:: Supplied records ::

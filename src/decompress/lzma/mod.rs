//! Decode-only LZMA for CHD blocks.
//!
//! CHD stores each block as a bare LZMA1 stream: no `.lzma` header, no
//! uncompressed size, properties fixed at lc=3 lp=0 pb=2 and a dictionary
//! as large as the block. Every block is self-contained, so the output
//! buffer doubles as the dictionary.
//!
//! Decoding stops after exactly `output.len()` bytes. An end-of-stream
//! marker directly after the last byte is tolerated. The range decoder must
//! then be exhausted (`code == 0`) and every compressed byte consumed.

mod range_coder;
mod window;

use self::range_coder::{
    bit_tree_reverse_decode, BitTree, Prob, RangeDecoder, PROB_INIT,
};
use self::window::OutWindow;
use super::{DecompressError, Result};

const NUM_STATES: usize = 12;
const NUM_POS_BITS_MAX: usize = 4;
const NUM_LEN_TO_POS_STATES: usize = 4;
const NUM_ALIGN_BITS: u32 = 4;
const START_POS_MODEL_INDEX: u32 = 4;
const END_POS_MODEL_INDEX: u32 = 14;
const NUM_FULL_DISTANCES: usize = 1 << (END_POS_MODEL_INDEX >> 1);
const MATCH_MIN_LEN: usize = 2;
/// Distance value that marks the end of the stream.
const END_MARKER_DISTANCE: u32 = 0xFFFF_FFFF;

/// LZMA model properties.
#[derive(Debug, Clone, Copy, PartialEq, Eq)]
pub struct LzmaProperties {
    /// Literal context bits (high bits of the previous byte)
    pub lc: u8,
    /// Literal position bits
    pub lp: u8,
    /// Position bits for match/length contexts
    pub pb: u8,
    pub dict_size: u32,
}

impl LzmaProperties {
    /// Properties CHD uses for a block of `block_size` bytes.
    pub fn chd(block_size: u32) -> Self {
        Self {
            lc: 3,
            lp: 0,
            pb: 2,
            dict_size: block_size,
        }
    }

    /// Parse the classic properties byte `(pb * 5 + lp) * 9 + lc`.
    pub fn from_byte(props: u8, dict_size: u32) -> Result<Self> {
        if props >= 9 * 5 * 5 {
            return Err(DecompressError::CorruptLzma("properties byte out of range"));
        }
        let props = props as u32;
        Ok(Self {
            lc: (props % 9) as u8,
            lp: ((props / 9) % 5) as u8,
            pb: (props / 45) as u8,
            dict_size,
        })
    }

    pub fn to_byte(&self) -> u8 {
        (self.pb * 5 + self.lp) * 9 + self.lc
    }
}

impl Default for LzmaProperties {
    fn default() -> Self {
        Self::chd(0)
    }
}

/// Match length decoder (2..=273).
#[derive(Clone)]
struct LenDecoder {
    choice: Prob,
    choice2: Prob,
    low: Vec<BitTree>,
    mid: Vec<BitTree>,
    high: BitTree,
}

impl LenDecoder {
    fn new() -> Self {
        Self {
            choice: PROB_INIT,
            choice2: PROB_INIT,
            low: (0..1 << NUM_POS_BITS_MAX).map(|_| BitTree::new(3)).collect(),
            mid: (0..1 << NUM_POS_BITS_MAX).map(|_| BitTree::new(3)).collect(),
            high: BitTree::new(8),
        }
    }

    fn reset(&mut self) {
        self.choice = PROB_INIT;
        self.choice2 = PROB_INIT;
        self.low.iter_mut().for_each(BitTree::reset);
        self.mid.iter_mut().for_each(BitTree::reset);
        self.high.reset();
    }

    /// Returns the length minus [`MATCH_MIN_LEN`].
    #[inline]
    fn decode(&mut self, rc: &mut RangeDecoder<'_>, pos_state: usize) -> usize {
        if rc.decode_bit(&mut self.choice) == 0 {
            return self.low[pos_state].decode(rc) as usize;
        }
        if rc.decode_bit(&mut self.choice2) == 0 {
            return 8 + self.mid[pos_state].decode(rc) as usize;
        }
        16 + self.high.decode(rc) as usize
    }
}

#[inline]
fn update_literal(state: usize) -> usize {
    if state < 4 {
        0
    } else if state < 10 {
        state - 3
    } else {
        state - 6
    }
}

#[inline]
fn update_match(state: usize) -> usize {
    if state < 7 {
        7
    } else {
        10
    }
}

#[inline]
fn update_rep(state: usize) -> usize {
    if state < 7 {
        8
    } else {
        11
    }
}

#[inline]
fn update_short_rep(state: usize) -> usize {
    if state < 7 {
        9
    } else {
        11
    }
}

/// Reusable LZMA decoder.
///
/// Probability tables are allocated once and reset per block, so one
/// decoder per worker thread serves every LZMA block it sees.
pub struct LzmaDecoder {
    props: LzmaProperties,
    literal_probs: Vec<Prob>,
    pos_slot: Vec<BitTree>,
    pos_decoders: Vec<Prob>,
    align: BitTree,
    is_match: [Prob; NUM_STATES << NUM_POS_BITS_MAX],
    is_rep: [Prob; NUM_STATES],
    is_rep_g0: [Prob; NUM_STATES],
    is_rep_g1: [Prob; NUM_STATES],
    is_rep_g2: [Prob; NUM_STATES],
    is_rep0_long: [Prob; NUM_STATES << NUM_POS_BITS_MAX],
    len_decoder: LenDecoder,
    rep_len_decoder: LenDecoder,
}

impl LzmaDecoder {
    pub fn new(props: LzmaProperties) -> Self {
        Self {
            props,
            literal_probs: vec![PROB_INIT; 0x300 << (props.lc + props.lp)],
            pos_slot: (0..NUM_LEN_TO_POS_STATES).map(|_| BitTree::new(6)).collect(),
            pos_decoders: vec![PROB_INIT; 1 + NUM_FULL_DISTANCES - END_POS_MODEL_INDEX as usize],
            align: BitTree::new(NUM_ALIGN_BITS),
            is_match: [PROB_INIT; NUM_STATES << NUM_POS_BITS_MAX],
            is_rep: [PROB_INIT; NUM_STATES],
            is_rep_g0: [PROB_INIT; NUM_STATES],
            is_rep_g1: [PROB_INIT; NUM_STATES],
            is_rep_g2: [PROB_INIT; NUM_STATES],
            is_rep0_long: [PROB_INIT; NUM_STATES << NUM_POS_BITS_MAX],
            len_decoder: LenDecoder::new(),
            rep_len_decoder: LenDecoder::new(),
        }
    }

    /// Decoder with the fixed CHD properties.
    pub fn chd(block_size: u32) -> Self {
        Self::new(LzmaProperties::chd(block_size))
    }

    pub fn properties(&self) -> LzmaProperties {
        self.props
    }

    /// Switch to different properties, reallocating the literal table only
    /// when its size changes.
    pub fn set_properties(&mut self, props: LzmaProperties) {
        let literal_len = 0x300 << (props.lc + props.lp);
        if self.literal_probs.len() != literal_len {
            self.literal_probs = vec![PROB_INIT; literal_len];
        }
        self.props = props;
    }

    /// Reset all probabilities to their initial state.
    pub fn reset(&mut self) {
        self.literal_probs.fill(PROB_INIT);
        self.pos_slot.iter_mut().for_each(BitTree::reset);
        self.pos_decoders.fill(PROB_INIT);
        self.align.reset();
        self.is_match.fill(PROB_INIT);
        self.is_rep.fill(PROB_INIT);
        self.is_rep_g0.fill(PROB_INIT);
        self.is_rep_g1.fill(PROB_INIT);
        self.is_rep_g2.fill(PROB_INIT);
        self.is_rep0_long.fill(PROB_INIT);
        self.len_decoder.reset();
        self.rep_len_decoder.reset();
    }

    /// Decode `input` into exactly `output.len()` bytes.
    pub fn decode(&mut self, input: &[u8], output: &mut [u8]) -> Result<()> {
        self.reset();
        let mut rc = RangeDecoder::new(input)?;
        let mut out = OutWindow::new(output);

        let pb_mask = (1usize << self.props.pb) - 1;
        let mut state = 0usize;
        let mut rep0 = 0u32;
        let mut rep1 = 0u32;
        let mut rep2 = 0u32;
        let mut rep3 = 0u32;

        while !out.is_full() {
            let pos_state = out.position() & pb_mask;

            if rc.decode_bit(&mut self.is_match[(state << NUM_POS_BITS_MAX) + pos_state]) == 0 {
                self.decode_literal(&mut rc, &mut out, state, rep0);
                state = update_literal(state);
                continue;
            }

            let len;
            if rc.decode_bit(&mut self.is_rep[state]) != 0 {
                if out.is_empty() {
                    return Err(DecompressError::CorruptLzma("repeat match before any output"));
                }
                if rc.decode_bit(&mut self.is_rep_g0[state]) == 0 {
                    let idx = (state << NUM_POS_BITS_MAX) + pos_state;
                    if rc.decode_bit(&mut self.is_rep0_long[idx]) == 0 {
                        state = update_short_rep(state);
                        let byte = out.get_byte(rep0 as usize + 1);
                        out.put_byte(byte);
                        continue;
                    }
                } else {
                    let dist;
                    if rc.decode_bit(&mut self.is_rep_g1[state]) == 0 {
                        dist = rep1;
                    } else {
                        if rc.decode_bit(&mut self.is_rep_g2[state]) == 0 {
                            dist = rep2;
                        } else {
                            dist = rep3;
                            rep3 = rep2;
                        }
                        rep2 = rep1;
                    }
                    rep1 = rep0;
                    rep0 = dist;
                }
                len = self.rep_len_decoder.decode(&mut rc, pos_state);
                state = update_rep(state);
            } else {
                rep3 = rep2;
                rep2 = rep1;
                rep1 = rep0;
                len = self.len_decoder.decode(&mut rc, pos_state);
                state = update_match(state);
                rep0 = self.decode_distance(&mut rc, len);
                if rep0 == END_MARKER_DISTANCE {
                    return Err(DecompressError::ShortOutput {
                        expected: out.position() + out.remaining(),
                        actual: out.position(),
                    });
                }
                if rep0 as usize >= out.position() {
                    return Err(DecompressError::InvalidBackReference {
                        distance: rep0.saturating_add(1),
                        position: out.position(),
                    });
                }
            }

            out.copy_match(rep0 as usize + 1, len + MATCH_MIN_LEN)?;
        }

        if !rc.is_finished_ok() {
            self.decode_end_marker(&mut rc, out.position() & pb_mask, state)?;
        }
        if !rc.is_finished_ok() {
            return Err(DecompressError::CorruptLzma("range decoder not exhausted"));
        }
        if rc.is_corrupted() {
            return Err(DecompressError::CorruptLzma("impossible direct bits"));
        }
        if rc.consumed() != input.len() {
            return Err(DecompressError::InputLengthMismatch {
                expected: input.len(),
                consumed: rc.consumed(),
            });
        }
        Ok(())
    }

    /// After the last byte the only symbol allowed is a plain match with
    /// the end-marker distance.
    fn decode_end_marker(
        &mut self,
        rc: &mut RangeDecoder<'_>,
        pos_state: usize,
        state: usize,
    ) -> Result<()> {
        if rc.decode_bit(&mut self.is_match[(state << NUM_POS_BITS_MAX) + pos_state]) == 0
            || rc.decode_bit(&mut self.is_rep[state]) != 0
        {
            return Err(DecompressError::CorruptLzma("data after the last output byte"));
        }
        let len = self.len_decoder.decode(rc, pos_state);
        if self.decode_distance(rc, len) != END_MARKER_DISTANCE {
            return Err(DecompressError::PendingCopy {
                pending: len + MATCH_MIN_LEN,
            });
        }
        Ok(())
    }

    #[inline]
    fn decode_literal(
        &mut self,
        rc: &mut RangeDecoder<'_>,
        out: &mut OutWindow<'_>,
        state: usize,
        rep0: u32,
    ) {
        let lc = self.props.lc as u32;
        let lp_mask = (1usize << self.props.lp) - 1;
        let prev_byte = if out.is_empty() { 0 } else { out.get_byte(1) };
        let lit_state = ((out.position() & lp_mask) << lc) + (prev_byte as usize >> (8 - lc));
        let probs = &mut self.literal_probs[0x300 * lit_state..0x300 * (lit_state + 1)];

        let mut symbol = 1usize;
        if state >= 7 {
            let mut match_byte = out.get_byte(rep0 as usize + 1) as usize;
            while symbol < 0x100 {
                let match_bit = (match_byte >> 7) & 1;
                match_byte <<= 1;
                let bit = rc.decode_bit(&mut probs[((1 + match_bit) << 8) + symbol]) as usize;
                symbol = (symbol << 1) | bit;
                if match_bit != bit {
                    break;
                }
            }
        }
        while symbol < 0x100 {
            symbol = (symbol << 1) | rc.decode_bit(&mut probs[symbol]) as usize;
        }
        out.put_byte((symbol - 0x100) as u8);
    }

    /// Decode a zero-based match distance for a length of `len + 2`.
    #[inline]
    fn decode_distance(&mut self, rc: &mut RangeDecoder<'_>, len: usize) -> u32 {
        let len_state = len.min(NUM_LEN_TO_POS_STATES - 1);
        let pos_slot = self.pos_slot[len_state].decode(rc);
        if pos_slot < START_POS_MODEL_INDEX {
            return pos_slot;
        }

        let num_direct_bits = (pos_slot >> 1) - 1;
        let mut dist = (2 | (pos_slot & 1)) << num_direct_bits;
        if pos_slot < END_POS_MODEL_INDEX {
            let base = (dist - pos_slot) as usize;
            dist += bit_tree_reverse_decode(&mut self.pos_decoders[base..], num_direct_bits, rc);
        } else {
            dist = dist.wrapping_add(rc.decode_direct_bits(num_direct_bits - NUM_ALIGN_BITS) << NUM_ALIGN_BITS);
            dist = dist.wrapping_add(self.align.reverse_decode(rc));
        }
        dist
    }
}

:::

> [Task statement]: Return every line of the entries above that the string "else" appears in.

> [Output below]:
    } else if state < 10 {
    } else {
    } else {
    } else {
    } else {
                } else {
                    } else {
                        } else {
            } else {
        let prev_byte = if out.is_empty() { 0 } else { out.get_byte(1) };
        } else {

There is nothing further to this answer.